§ Required action: Please report every line from the material that contains the word "text".
⟨
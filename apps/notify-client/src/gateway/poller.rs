//! Fallback poller: bounds staleness while the live channel is down.
//!
//! One poller exists per [`ConnectionManager`], however many bindings are
//! mounted. Each binding holds a [`PollerLease`]; the first lease arms the
//! poller and dropping the last one disarms it.

use std::sync::{Arc, Weak};
use std::time::Duration;

use futures_util::future::BoxFuture;
use tokio::task::JoinHandle;
use tokio::time::{self, MissedTickBehavior};

use crate::error::ClientError;

use super::manager::ConnectionManager;

/// REST refresh invoked on each tick while the channel is not open.
pub type RefreshFn = Arc<dyn Fn() -> BoxFuture<'static, Result<(), ClientError>> + Send + Sync>;

/// A running poll loop. Dropping it stops the loop.
pub struct FallbackPoller {
    handle: JoinHandle<()>,
}

impl FallbackPoller {
    /// Arm a poller for `manager`. Must be called inside a Tokio runtime.
    pub fn spawn(manager: Weak<ConnectionManager>, interval: Duration, refresh: RefreshFn) -> Self {
        let handle = tokio::spawn(async move {
            let mut ticker = time::interval(interval);
            ticker.set_missed_tick_behavior(MissedTickBehavior::Delay);
            ticker.tick().await; // First tick fires immediately; skip it.

            loop {
                ticker.tick().await;

                let Some(manager) = manager.upgrade() else {
                    break;
                };
                if !manager.should_poll() {
                    continue;
                }
                drop(manager);

                tracing::debug!("live channel not open, polling for notifications");
                // A failed refresh just waits for the next tick.
                if let Err(e) = refresh().await {
                    tracing::warn!(error = %e, "fallback refresh failed");
                }
            }
        });
        Self { handle }
    }

    pub fn is_armed(&self) -> bool {
        !self.handle.is_finished()
    }
}

impl Drop for FallbackPoller {
    fn drop(&mut self) {
        self.handle.abort();
    }
}

/// Keeps the manager's poller armed for as long as it is held.
pub struct PollerLease {
    pub(super) manager: Weak<ConnectionManager>,
}

impl Drop for PollerLease {
    fn drop(&mut self) {
        if let Some(manager) = self.manager.upgrade() {
            manager.release_poller();
        }
    }
}
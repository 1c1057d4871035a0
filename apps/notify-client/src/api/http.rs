//! `reqwest`-backed implementation of [`NotificationApi`].

use std::sync::Arc;

use async_trait::async_trait;
use notify_common::NotificationRecord;
use reqwest::{RequestBuilder, Response, StatusCode};

use crate::auth::SessionGate;
use crate::config::Config;
use crate::error::ClientError;

use super::NotificationApi;

#[derive(Clone)]
pub struct HttpNotificationApi {
    config: Arc<Config>,
    session: Arc<dyn SessionGate>,
    http: reqwest::Client,
}

impl HttpNotificationApi {
    pub fn new(config: Arc<Config>, session: Arc<dyn SessionGate>) -> Self {
        Self {
            config,
            session,
            http: reqwest::Client::new(),
        }
    }

    /// Attach the bearer credential read from the session at call time.
    fn authorized(&self, builder: RequestBuilder) -> Result<RequestBuilder, ClientError> {
        let credential = self
            .session
            .credential()
            .ok_or_else(|| ClientError::unauthorized("No credential available"))?;
        Ok(builder.bearer_auth(credential))
    }

    async fn send(&self, builder: RequestBuilder) -> Result<Response, ClientError> {
        let resp = self.authorized(builder)?.send().await?;
        check_status(resp).await
    }

    async fn fetch_list(&self, url: String) -> Result<Vec<NotificationRecord>, ClientError> {
        let body = self.send(self.http.get(&url)).await?.text().await?;
        let records: Vec<NotificationRecord> = serde_json::from_str(&body).inspect_err(|e| {
            tracing::warn!(error = %e, %url, "notification list parse failed");
        })?;

        for record in &records {
            record.validate()?;
        }
        Ok(records)
    }
}

async fn check_status(resp: Response) -> Result<Response, ClientError> {
    let status = resp.status();
    if status.is_success() {
        return Ok(resp);
    }

    let body = resp.text().await.unwrap_or_default();
    if status == StatusCode::UNAUTHORIZED {
        return Err(ClientError::unauthorized(body));
    }
    Err(ClientError::http(Some(status.as_u16()), body))
}

#[async_trait]
impl NotificationApi for HttpNotificationApi {
    async fn fetch_new(&self) -> Result<Vec<NotificationRecord>, ClientError> {
        self.fetch_list(self.config.api_url("/notifications/new")).await
    }

    async fn fetch_history(&self, limit: u32) -> Result<Vec<NotificationRecord>, ClientError> {
        let url = self
            .config
            .api_url(&format!("/notifications/history?limit={limit}"));
        self.fetch_list(url).await
    }

    async fn mark_read(&self, id: i64) -> Result<(), ClientError> {
        let url = self.config.api_url(&format!("/notifications/{id}/read"));
        self.send(self.http.put(&url)).await?;
        Ok(())
    }

    async fn mark_all_read(&self) -> Result<(), ClientError> {
        let url = self.config.api_url("/notifications/read-all");
        self.send(self.http.put(&url)).await?;
        Ok(())
    }
}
⟩
§ Result:
        let body = self.send(self.http.get(&url)).await?.text().await?;
    let body = resp.text().await.unwrap_or_default();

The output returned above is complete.